Show every line of the records below that contains the word "cannot".

-- Excerpted data follows --

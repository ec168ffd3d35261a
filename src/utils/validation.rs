use crate::utils::error::{GeoError, Result};
use url::Url;

pub trait Validate {
    fn validate(&self) -> Result<()>;
}

pub fn validate_url(field_name: &str, url_str: &str) -> Result<()> {
    if url_str.is_empty() {
        return Err(GeoError::InvalidConfigValueError {
            field: field_name.to_string(),
            value: url_str.to_string(),
            reason: "URL cannot be empty".to_string(),
        });
    }

    match Url::parse(url_str) {
        Ok(url) => match url.scheme() {
            "http" | "https" => Ok(()),
            scheme => Err(GeoError::InvalidConfigValueError {
                field: field_name.to_string(),
                value: url_str.to_string(),
                reason: format!("Unsupported URL scheme: {}", scheme),
            }),
        },
        Err(e) => Err(GeoError::InvalidConfigValueError {
            field: field_name.to_string(),
            value: url_str.to_string(),
            reason: format!("Invalid URL format: {}", e),
        }),
    }
}

pub fn validate_non_empty_string(field_name: &str, value: &str) -> Result<()> {
    if value.trim().is_empty() {
        return Err(GeoError::InvalidConfigValueError {
            field: field_name.to_string(),
            value: value.to_string(),
            reason: "Value cannot be empty or whitespace-only".to_string(),
        });
    }
    Ok(())
}

pub fn validate_range<T: PartialOrd + std::fmt::Display + Copy>(
    field_name: &str,
    value: T,
    min: T,
    max: T,
) -> Result<()> {
    if value < min || value > max {
        return Err(GeoError::InvalidConfigValueError {
            field: field_name.to_string(),
            value: value.to_string(),
            reason: format!("Value must be between {} and {}", min, max),
        });
    }
    Ok(())
}

/// 座標需落在 WGS84 合法範圍內
pub fn validate_coordinates(lat: f64, lon: f64) -> Result<()> {
    if lat.is_nan() || lon.is_nan() {
        return Err(GeoError::InvalidConfigValueError {
            field: "coordinates".to_string(),
            value: format!("{}, {}", lat, lon),
            reason: "Coordinates must be numbers".to_string(),
        });
    }
    validate_range("lat", lat, -90.0, 90.0)?;
    validate_range("lon", lon, -180.0, 180.0)
}
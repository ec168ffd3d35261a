pub mod adapters;
pub mod config;
pub mod core;
pub mod domain;
pub mod utils;

#[cfg(feature = "cli")]
pub use config::CliConfig;

pub use adapters::HttpProviderClient;
pub use config::TomlConfig;
pub use crate::core::orchestrator::{LookupReport, Orchestrator, Phase, PresentationState};
pub use domain::model::{Coordinates, EntityRequest, OsmEntity, OsmType, Provider, University};
pub use utils::error::{ErrorKind, GeoError, Result};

-- Excerpted data concluded --

Solved problem>
            reason: "URL cannot be empty".to_string(),
            reason: "Value cannot be empty or whitespace-only".to_string(),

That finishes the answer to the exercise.